It was so dark there that I did not see the man seated at the top of the steps until Mr. Cowden switched on his flash-lamp. He was a native, a very old man, naked to the waist, and wearing a pair of knee-length cotton drawers. His white hair was closely cropped, and a band of tatooing across his eyes had precisely the appearance of a mask. He rose as we approached, and stood leaning on a paddle. I noticed then that his whole body was covered with tatooing in curious and intricate designs. When Mr. Cowden spoke to

him he made a barely perceptible gesture of assent by raising his eyebrows; otherwise one would have thought that he had not observed us at all, and as we passed he stood gazing sombrely over our heads toward the opposite bank of the river.

My host preceded me through an arched gateway opening into a garden overgrown with weeds. Just before we reached the house he stopped.
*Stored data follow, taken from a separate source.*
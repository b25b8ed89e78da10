//! Response writers.
//!
//! [`ResponseWriter`] is the seam between the dispatcher and the transport.
//! [`BufferedResponse`] is the axum-side implementation: it collects the
//! writes and turns them into an `axum::response::Response`.
//! [`InstrumentedWriter`] wraps any writer to observe the status and byte
//! count for request logging.

use std::io;

use axum::body::Body;
use axum::http::{HeaderMap, HeaderName, HeaderValue, StatusCode};
use axum::response::{IntoResponse, Response};

/// Destination for a response: headers, then status, then body.
///
/// Mirrors the usual HTTP writer contract: headers added after the status
/// is written are ignored by the transport, and a body write without a
/// prior status implies 200.
pub trait ResponseWriter {
    /// Append a header. Existing values with the same name are kept.
    fn append_header(&mut self, name: HeaderName, value: HeaderValue);

    /// Write the status line.
    fn write_status(&mut self, status: StatusCode);

    /// Write body bytes, returning how many were accepted.
    fn write(&mut self, buf: &[u8]) -> io::Result<usize>;

    /// Write the whole buffer.
    fn write_all(&mut self, mut buf: &[u8]) -> io::Result<()> {
        while !buf.is_empty() {
            match self.write(buf)? {
                0 => return Err(io::Error::new(io::ErrorKind::WriteZero, "failed to write whole body")),
                n => buf = &buf[n..],
            }
        }
        Ok(())
    }
}

/// In-memory response assembled from writer calls.
#[derive(Debug, Default)]
pub struct BufferedResponse {
    status: Option<StatusCode>,
    headers: HeaderMap,
    body: Vec<u8>,
}

impl BufferedResponse {
    pub fn new() -> Self {
        Self::default()
    }

    pub fn status(&self) -> StatusCode {
        self.status.unwrap_or(StatusCode::OK)
    }

    pub fn headers(&self) -> &HeaderMap {
        &self.headers
    }

    pub fn body(&self) -> &[u8] {
        &self.body
    }
}

impl ResponseWriter for BufferedResponse {
    fn append_header(&mut self, name: HeaderName, value: HeaderValue) {
        if self.status.is_none() {
            self.headers.append(name, value);
        }
    }

    fn write_status(&mut self, status: StatusCode) {
        if self.status.is_some() {
            tracing::warn!(status = %status, "Superfluous status write ignored");
            return;
        }
        self.status = Some(status);
    }

    fn write(&mut self, buf: &[u8]) -> io::Result<usize> {
        if self.status.is_none() {
            self.status = Some(StatusCode::OK);
        }
        self.body.extend_from_slice(buf);
        Ok(buf.len())
    }
}

impl IntoResponse for BufferedResponse {
    fn into_response(self) -> Response {
        let status = self.status();
        let mut response = Response::new(Body::from(self.body));
        *response.status_mut() = status;
        *response.headers_mut() = self.headers;
        response
    }
}

/// Wraps a writer and records the first status and the bytes written.
///
/// Every call is forwarded unmodified.
#[derive(Debug)]
pub struct InstrumentedWriter<W> {
    inner: W,
    status: Option<StatusCode>,
    written: usize,
}

impl<W: ResponseWriter> InstrumentedWriter<W> {
    pub fn new(inner: W) -> Self {
        Self {
            inner,
            status: None,
            written: 0,
        }
    }

    /// Effective status: the first one written, or 200.
    pub fn status(&self) -> StatusCode {
        self.status.unwrap_or(StatusCode::OK)
    }

    /// Cumulative body bytes accepted by the inner writer.
    pub fn bytes_written(&self) -> usize {
        self.written
    }

    pub fn into_inner(self) -> W {
        self.inner
    }
}

impl<W: ResponseWriter> ResponseWriter for InstrumentedWriter<W> {
    fn append_header(&mut self, name: HeaderName, value: HeaderValue) {
        self.inner.append_header(name, value);
    }

    fn write_status(&mut self, status: StatusCode) {
        if self.status.is_none() {
            self.status = Some(status);
        }
        self.inner.write_status(status);
    }

    fn write(&mut self, buf: &[u8]) -> io::Result<usize> {
        if self.status.is_none() {
            self.write_status(StatusCode::OK);
        }
        let n = self.inner.write(buf)?;
        self.written += n;
        Ok(n)
    }
}
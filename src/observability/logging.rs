//! Structured logging.
//!
//! # Responsibilities
//! - Initialize the tracing subscriber once per process
//! - Resolve the log filter from `RUST_LOG` or the configured level
//!
//! # Design Decisions
//! - Uses tracing crate for structured logging
//! - `RUST_LOG` wins over the command-line level when set

use tracing_subscriber::{layer::SubscriberExt, util::SubscriberInitExt, EnvFilter};

/// Build the filter: `RUST_LOG` if set, otherwise `ezstub=<level>,tower_http=<level>`.
pub fn env_filter(level: &str) -> EnvFilter {
    EnvFilter::try_from_default_env()
        .unwrap_or_else(|_| EnvFilter::new(format!("ezstub={level},tower_http={level}")))
}

/// Install the global subscriber. Later calls are ignored.
pub fn init_logging(level: &str) {
    let result = tracing_subscriber::registry()
        .with(env_filter(level))
        .with(tracing_subscriber::fmt::layer())
        .try_init();

    if result.is_err() {
        tracing::debug!("Logging already initialized");
    }
}
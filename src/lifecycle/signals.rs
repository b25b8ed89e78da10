//! OS signal handling.
//!
//! SIGINT (Ctrl+C) and, on Unix, SIGTERM trigger a graceful shutdown.

use crate::lifecycle::shutdown::Shutdown;

/// Wait for SIGINT or SIGTERM.
pub async fn wait_for_signal() {
    let ctrl_c = async {
        if let Err(e) = tokio::signal::ctrl_c().await {
            tracing::error!(error = %e, "Failed to install Ctrl+C handler");
            std::future::pending::<()>().await;
        }
    };

    #[cfg(unix)]
    let terminate = async {
        use tokio::signal::unix::{signal, SignalKind};
        match signal(SignalKind::terminate()) {
            Ok(mut sigterm) => {
                sigterm.recv().await;
            }
            Err(e) => {
                tracing::error!(error = %e, "Failed to install SIGTERM handler");
                std::future::pending::<()>().await;
            }
        }
    };

    #[cfg(not(unix))]
    let terminate = std::future::pending::<()>();

    tokio::select! {
        _ = ctrl_c => tracing::info!("SIGINT received"),
        _ = terminate => tracing::info!("SIGTERM received"),
    }
}

/// Spawn a task that triggers `shutdown` on the first signal.
pub fn spawn_signal_handler(shutdown: Shutdown) {
    tokio::spawn(async move {
        wait_for_signal().await;
        shutdown.trigger();
    });
}
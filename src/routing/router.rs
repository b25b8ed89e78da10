//! Route lookup.
//!
//! # Responsibilities
//! - Compile endpoint configuration into routes
//! - Look up the endpoint for a (path, method) pair
//! - Return the endpoint or an explicit, reasoned not-found
//!
//! # Design Decisions
//! - Immutable after construction (thread-safe without locks)
//! - O(1) path lookup via HashMap, exact match, no normalization
//! - A later entry for the same (path, method) replaces the earlier one

use std::collections::HashMap;
use std::fmt;
use std::io;
use std::path::{Path, PathBuf};

use axum::http::Method;
use thiserror::Error;

use crate::config::{EndpointConfig, StubConfig};
use crate::http::response::ResponseDescriptor;
use crate::http::sink::ResponseWriter;
use crate::routing::matcher::PredicateChain;

/// Error type for route table construction.
#[derive(Debug, Error)]
pub enum BuildError {
    #[error("failed to read response file {path}: {source}")]
    BodyFile {
        path: PathBuf,
        #[source]
        source: io::Error,
    },

    #[error("invalid base64 response data: {0}")]
    InvalidBase64(#[from] base64::DecodeError),

    #[error("invalid status code {0}")]
    InvalidStatus(u16),

    #[error("invalid header {name:?}")]
    InvalidHeader { name: String },

    #[error("invalid method {0:?}")]
    InvalidMethod(String),

    #[error("endpoint {url}: {source}")]
    Endpoint {
        url: String,
        #[source]
        source: Box<BuildError>,
    },
}

/// Why a request did not resolve to an endpoint.
#[derive(Debug, Clone, Copy, PartialEq, Eq)]
pub enum NotFound {
    /// No route for the path.
    Route,
    /// The route exists but has no endpoint for the method.
    Method,
}

impl NotFound {
    pub fn as_str(&self) -> &'static str {
        match self {
            NotFound::Route => "route",
            NotFound::Method => "method",
        }
    }
}

impl fmt::Display for NotFound {
    fn fmt(&self, f: &mut fmt::Formatter<'_>) -> fmt::Result {
        f.write_str(self.as_str())
    }
}

/// One method-specific response and predicate chain.
#[derive(Debug, Clone)]
pub struct Endpoint {
    method: Method,
    description: String,
    response: ResponseDescriptor,
    predicates: PredicateChain,
}

impl Endpoint {
    /// Build from configuration, resolving body files against `base_dir`.
    pub fn from_config(config: &EndpointConfig, base_dir: &Path) -> Result<Self, BuildError> {
        let method_name = config.normalized_method();
        let method = Method::from_bytes(method_name.as_bytes())
            .map_err(|_| BuildError::InvalidMethod(method_name.clone()))?;

        let mut response = ResponseDescriptor::from_config(&config.response, base_dir)?;
        if !config.cors.is_empty() {
            response.push_header("Access-Control-Allow-Origin", &config.cors)?;
            response.push_header("Access-Control-Allow-Method", method.as_str())?;
        }

        Ok(Self {
            method,
            description: config.description.clone(),
            response,
            predicates: PredicateChain::from_config(&config.validation),
        })
    }

    pub fn method(&self) -> &Method {
        &self.method
    }

    pub fn description(&self) -> &str {
        &self.description
    }

    pub fn response(&self) -> &ResponseDescriptor {
        &self.response
    }

    pub fn predicates(&self) -> &PredicateChain {
        &self.predicates
    }

    /// Render the canned response and log the description.
    pub fn write_response<W: ResponseWriter>(&self, writer: &mut W) -> io::Result<()> {
        self.response.render(writer)?;
        tracing::info!(description = %self.description, "Endpoint matched");
        Ok(())
    }
}

/// All endpoints registered under one path.
#[derive(Debug, Clone)]
pub struct Route {
    path: String,
    endpoints: HashMap<Method, Endpoint>,
}

impl Route {
    pub fn new(path: impl Into<String>) -> Self {
        Self {
            path: path.into(),
            endpoints: HashMap::new(),
        }
    }

    /// Add an endpoint, replacing any existing one for the same method.
    pub fn add_endpoint(&mut self, endpoint: Endpoint) {
        if let Some(previous) = self.endpoints.insert(endpoint.method.clone(), endpoint) {
            tracing::warn!(
                path = %self.path,
                method = %previous.method,
                "Duplicate endpoint overrides earlier definition"
            );
        }
    }

    pub fn path(&self) -> &str {
        &self.path
    }

    pub fn endpoint(&self, method: &Method) -> Option<&Endpoint> {
        self.endpoints.get(method)
    }

    /// Methods served by this route, sorted.
    pub fn methods(&self) -> Vec<&Method> {
        let mut methods: Vec<&Method> = self.endpoints.keys().collect();
        methods.sort_by(|a, b| a.as_str().cmp(b.as_str()));
        methods
    }
}

/// Path → route mapping, built once at startup.
#[derive(Debug, Clone, Default)]
pub struct RouteTable {
    title: String,
    routes: HashMap<String, Route>,
}

impl RouteTable {
    pub fn new(title: impl Into<String>) -> Self {
        Self {
            title: title.into(),
            routes: HashMap::new(),
        }
    }

    /// Build from configuration, in endpoint order.
    pub fn from_config(config: &StubConfig, base_dir: &Path) -> Result<Self, BuildError> {
        let mut table = Self::new(config.title.clone());
        for entry in &config.endpoints {
            let endpoint = Endpoint::from_config(entry, base_dir).map_err(|e| BuildError::Endpoint {
                url: entry.url.clone(),
                source: Box::new(e),
            })?;
            table.insert(entry.url.clone(), endpoint);
        }
        Ok(table)
    }

    pub fn insert(&mut self, path: String, endpoint: Endpoint) {
        self.routes
            .entry(path)
            .or_insert_with_key(|path| Route::new(path.clone()))
            .add_endpoint(endpoint);
    }

    pub fn title(&self) -> &str {
        &self.title
    }

    /// Number of routes (distinct paths).
    pub fn len(&self) -> usize {
        self.routes.len()
    }

    /// Look up the endpoint for an exact path and method.
    pub fn resolve(&self, path: &str, method: &Method) -> Result<&Endpoint, NotFound> {
        let route = self.routes.get(path).ok_or(NotFound::Route)?;
        route.endpoint(method).ok_or(NotFound::Method)
    }

    /// Every path with its methods, sorted for stable output.
    pub fn listing(&self) -> Vec<(&str, Vec<&str>)> {
        let mut listing: Vec<(&str, Vec<&str>)> = self
            .routes
            .values()
            .map(|route| {
                let methods = route.methods().into_iter().map(Method::as_str).collect();
                (route.path(), methods)
            })
            .collect();
        listing.sort_by(|a, b| a.0.cmp(b.0));
        listing
    }
}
'Has the captain told you of the old heathen Father Gilbert and Mr. Rudge have been trying to save for so many years? Well, that's the man. He has no use for any of us, though he tolerates me, after a fashion, because I furnish him with tobacco. You should see his manner of accepting my small favors, like a king receiving tribute from a petty prince. Jove! I feel petty, too, in his presence. You noticed his height? He is six feet four. Imagine this island in the old days filled with men of that stamp!'

He led the way then into a spacious two-story dwelling, with upper and lower balconies all round. It was in a sorry state of repair. Heavy wooden shutters hung askew; the pillars supporting the balconies were crumbling away, and large fragments of plaster had fallen from walls and ceilings. Mr. Cowden occupied three rooms on the upper floor. These had been comfortably furnished, and were in the agreeable state of disorder of most bachelor establishments. When the lamps had been lighted my host sorted over his mail.

'I'll not bother with this to-night,' he said. 'I've only three or four letters to get off-plenty of time to-morrow; but if you don't mind I'll just glance through this volume of Collingwood's. Here are some magazines that might interest you.'

He lit his pipe and stretched out on a sofa with his book, while I turned over

[ocr errors]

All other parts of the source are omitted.